**Exercise details**:
Every record must be repeated precisely as it stands.

**Collected data**:
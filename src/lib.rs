//! # orfscan - Longest ORF finder
//!
//! Reads nucleotide sequences from a FASTA file and reports, for each of
//! them, the longest open reading frame on the forward strand, plus the
//! longest one over the whole file.
//!
//! ## Architecture
//!
//! - `model`: Sequences, the ordered sequence collection, and ORF hits
//! - `fasta`: FASTA file reading
//! - `orf`: Longest ORF search within a single sequence
//! - `report`: Per-sequence scan, overall maximum, and text output
//! - `logging`: Tracing subscriber setup for the binary

pub mod fasta;
pub mod logging;
pub mod model;
pub mod orf;
pub mod report;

**Response below**:
filename src/lib.rs
//! # orfscan - Longest ORF finder
//!
//! Reads nucleotide sequences from a FASTA file and reports, for each of
//! them, the longest open reading frame on the forward strand, plus the
//! longest one over the whole file.
//!
//! ## Architecture
//!
//! - `model`: Sequences, the ordered sequence collection, and ORF hits
//! - `fasta`: FASTA file reading
//! - `orf`: Longest ORF search within a single sequence
//! - `report`: Per-sequence scan, overall maximum, and text output
//! - `logging`: Tracing subscriber setup for the binary

pub mod fasta;
pub mod logging;
pub mod model;
pub mod orf;
pub mod report;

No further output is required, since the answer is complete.